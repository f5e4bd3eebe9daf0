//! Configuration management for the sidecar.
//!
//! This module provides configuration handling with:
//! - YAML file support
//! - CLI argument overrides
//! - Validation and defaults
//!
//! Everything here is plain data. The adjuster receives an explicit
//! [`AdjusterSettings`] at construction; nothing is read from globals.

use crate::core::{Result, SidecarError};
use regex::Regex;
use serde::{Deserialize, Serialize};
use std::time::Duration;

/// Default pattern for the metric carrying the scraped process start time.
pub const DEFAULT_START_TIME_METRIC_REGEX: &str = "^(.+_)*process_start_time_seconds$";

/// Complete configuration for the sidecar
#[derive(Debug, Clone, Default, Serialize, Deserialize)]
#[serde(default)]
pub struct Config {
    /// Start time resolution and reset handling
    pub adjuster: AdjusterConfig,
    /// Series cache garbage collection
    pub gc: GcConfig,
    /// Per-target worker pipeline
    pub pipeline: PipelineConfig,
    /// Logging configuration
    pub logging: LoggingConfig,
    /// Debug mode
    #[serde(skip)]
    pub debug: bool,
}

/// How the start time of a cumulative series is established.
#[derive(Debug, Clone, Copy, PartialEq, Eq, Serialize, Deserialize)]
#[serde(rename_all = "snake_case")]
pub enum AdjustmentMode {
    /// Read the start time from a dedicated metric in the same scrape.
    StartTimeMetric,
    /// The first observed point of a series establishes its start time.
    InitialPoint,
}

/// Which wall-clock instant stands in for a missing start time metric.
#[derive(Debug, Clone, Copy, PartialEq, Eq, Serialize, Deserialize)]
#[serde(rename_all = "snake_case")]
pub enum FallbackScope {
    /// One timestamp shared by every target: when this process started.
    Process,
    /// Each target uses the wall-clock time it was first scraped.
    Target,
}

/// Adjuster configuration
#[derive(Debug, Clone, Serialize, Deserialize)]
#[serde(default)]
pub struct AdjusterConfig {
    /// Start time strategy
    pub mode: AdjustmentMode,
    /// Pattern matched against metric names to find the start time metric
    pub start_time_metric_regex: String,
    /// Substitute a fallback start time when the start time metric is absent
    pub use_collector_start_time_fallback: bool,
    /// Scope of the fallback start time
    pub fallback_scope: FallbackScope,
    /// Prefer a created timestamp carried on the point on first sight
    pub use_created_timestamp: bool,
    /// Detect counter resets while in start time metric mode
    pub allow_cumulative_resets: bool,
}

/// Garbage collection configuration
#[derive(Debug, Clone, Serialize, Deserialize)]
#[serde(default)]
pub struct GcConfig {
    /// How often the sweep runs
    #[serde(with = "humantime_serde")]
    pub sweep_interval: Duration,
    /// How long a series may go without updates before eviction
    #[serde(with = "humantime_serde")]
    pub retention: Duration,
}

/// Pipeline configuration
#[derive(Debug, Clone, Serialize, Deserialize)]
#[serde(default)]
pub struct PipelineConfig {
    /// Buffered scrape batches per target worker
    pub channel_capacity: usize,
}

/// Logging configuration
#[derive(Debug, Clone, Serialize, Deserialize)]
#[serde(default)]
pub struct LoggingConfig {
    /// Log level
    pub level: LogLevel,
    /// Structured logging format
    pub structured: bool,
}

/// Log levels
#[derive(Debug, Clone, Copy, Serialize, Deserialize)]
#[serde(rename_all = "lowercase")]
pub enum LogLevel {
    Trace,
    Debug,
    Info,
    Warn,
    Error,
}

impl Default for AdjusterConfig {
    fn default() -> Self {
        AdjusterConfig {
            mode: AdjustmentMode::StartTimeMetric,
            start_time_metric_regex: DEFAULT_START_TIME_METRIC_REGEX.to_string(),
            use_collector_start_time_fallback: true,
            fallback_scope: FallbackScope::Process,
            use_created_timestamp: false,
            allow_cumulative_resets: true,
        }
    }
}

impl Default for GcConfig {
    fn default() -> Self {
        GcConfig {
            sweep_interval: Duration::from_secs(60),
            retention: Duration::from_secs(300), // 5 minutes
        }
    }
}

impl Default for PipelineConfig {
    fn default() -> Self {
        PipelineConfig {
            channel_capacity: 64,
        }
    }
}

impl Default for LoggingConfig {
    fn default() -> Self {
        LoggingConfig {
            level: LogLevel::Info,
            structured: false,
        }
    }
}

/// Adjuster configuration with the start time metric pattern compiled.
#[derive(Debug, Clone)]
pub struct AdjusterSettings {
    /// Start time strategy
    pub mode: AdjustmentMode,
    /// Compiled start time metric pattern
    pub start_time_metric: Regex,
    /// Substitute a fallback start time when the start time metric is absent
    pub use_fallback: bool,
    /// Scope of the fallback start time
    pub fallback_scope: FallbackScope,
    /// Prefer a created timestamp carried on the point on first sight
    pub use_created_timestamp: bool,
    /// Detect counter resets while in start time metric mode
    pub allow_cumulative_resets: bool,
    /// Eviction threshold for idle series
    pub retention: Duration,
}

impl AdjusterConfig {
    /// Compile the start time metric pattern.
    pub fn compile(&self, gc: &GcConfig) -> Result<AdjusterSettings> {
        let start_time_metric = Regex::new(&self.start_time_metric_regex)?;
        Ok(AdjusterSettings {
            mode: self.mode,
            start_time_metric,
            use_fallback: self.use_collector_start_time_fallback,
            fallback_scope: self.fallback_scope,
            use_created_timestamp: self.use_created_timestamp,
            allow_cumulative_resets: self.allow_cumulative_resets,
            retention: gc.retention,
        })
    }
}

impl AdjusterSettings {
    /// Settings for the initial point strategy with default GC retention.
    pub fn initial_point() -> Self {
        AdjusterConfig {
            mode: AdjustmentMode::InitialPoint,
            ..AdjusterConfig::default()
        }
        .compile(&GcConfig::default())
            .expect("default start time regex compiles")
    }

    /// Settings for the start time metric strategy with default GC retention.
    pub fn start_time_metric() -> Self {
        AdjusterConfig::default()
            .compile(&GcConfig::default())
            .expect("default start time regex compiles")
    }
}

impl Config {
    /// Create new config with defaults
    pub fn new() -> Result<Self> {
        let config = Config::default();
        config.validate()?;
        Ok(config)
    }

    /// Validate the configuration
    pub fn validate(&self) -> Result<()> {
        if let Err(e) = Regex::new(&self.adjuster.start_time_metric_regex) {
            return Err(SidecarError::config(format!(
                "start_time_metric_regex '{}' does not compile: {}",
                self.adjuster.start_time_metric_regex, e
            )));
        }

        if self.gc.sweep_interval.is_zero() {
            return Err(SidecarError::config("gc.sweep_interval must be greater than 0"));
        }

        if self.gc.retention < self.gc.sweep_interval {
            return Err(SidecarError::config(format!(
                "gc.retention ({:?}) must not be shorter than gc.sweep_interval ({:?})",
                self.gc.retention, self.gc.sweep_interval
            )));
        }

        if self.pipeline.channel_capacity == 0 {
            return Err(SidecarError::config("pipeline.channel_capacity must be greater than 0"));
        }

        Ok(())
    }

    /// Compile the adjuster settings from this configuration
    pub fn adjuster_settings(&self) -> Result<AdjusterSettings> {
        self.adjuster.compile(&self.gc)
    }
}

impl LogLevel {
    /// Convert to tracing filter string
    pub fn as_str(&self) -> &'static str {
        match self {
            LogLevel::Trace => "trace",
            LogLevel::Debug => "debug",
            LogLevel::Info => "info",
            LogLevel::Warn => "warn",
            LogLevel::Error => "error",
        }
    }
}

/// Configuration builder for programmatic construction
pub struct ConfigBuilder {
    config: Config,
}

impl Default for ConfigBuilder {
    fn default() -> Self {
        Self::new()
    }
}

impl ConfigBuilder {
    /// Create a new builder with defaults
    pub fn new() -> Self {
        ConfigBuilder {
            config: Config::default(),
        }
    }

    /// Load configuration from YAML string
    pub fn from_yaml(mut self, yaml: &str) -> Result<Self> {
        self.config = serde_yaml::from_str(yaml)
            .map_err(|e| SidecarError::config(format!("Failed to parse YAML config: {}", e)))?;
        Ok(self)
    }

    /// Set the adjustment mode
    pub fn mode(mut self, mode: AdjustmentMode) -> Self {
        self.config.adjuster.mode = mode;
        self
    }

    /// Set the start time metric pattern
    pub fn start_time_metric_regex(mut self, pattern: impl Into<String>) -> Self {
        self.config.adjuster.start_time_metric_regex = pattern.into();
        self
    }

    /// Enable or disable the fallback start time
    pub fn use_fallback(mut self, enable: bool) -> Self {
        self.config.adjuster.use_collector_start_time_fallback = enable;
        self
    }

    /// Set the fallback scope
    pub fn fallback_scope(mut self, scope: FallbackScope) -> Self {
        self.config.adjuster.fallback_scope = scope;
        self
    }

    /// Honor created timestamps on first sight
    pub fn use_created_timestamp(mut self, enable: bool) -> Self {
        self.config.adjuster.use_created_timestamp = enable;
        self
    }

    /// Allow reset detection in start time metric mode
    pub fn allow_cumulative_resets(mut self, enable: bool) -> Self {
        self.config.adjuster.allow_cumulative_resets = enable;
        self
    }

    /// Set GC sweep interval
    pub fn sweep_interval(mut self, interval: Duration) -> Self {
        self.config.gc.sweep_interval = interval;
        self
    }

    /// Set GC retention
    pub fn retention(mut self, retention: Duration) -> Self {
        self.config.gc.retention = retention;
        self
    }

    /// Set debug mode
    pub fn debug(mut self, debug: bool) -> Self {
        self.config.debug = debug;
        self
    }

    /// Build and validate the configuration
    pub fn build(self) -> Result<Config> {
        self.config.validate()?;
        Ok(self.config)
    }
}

*****

From the records above, pull every line that has the string "FallbackScope" and copy it.

◆ **Solution**:
pub enum FallbackScope {
    pub fallback_scope: FallbackScope,
            fallback_scope: FallbackScope::Process,
    pub fallback_scope: FallbackScope,
    pub fn fallback_scope(mut self, scope: FallbackScope) -> Self {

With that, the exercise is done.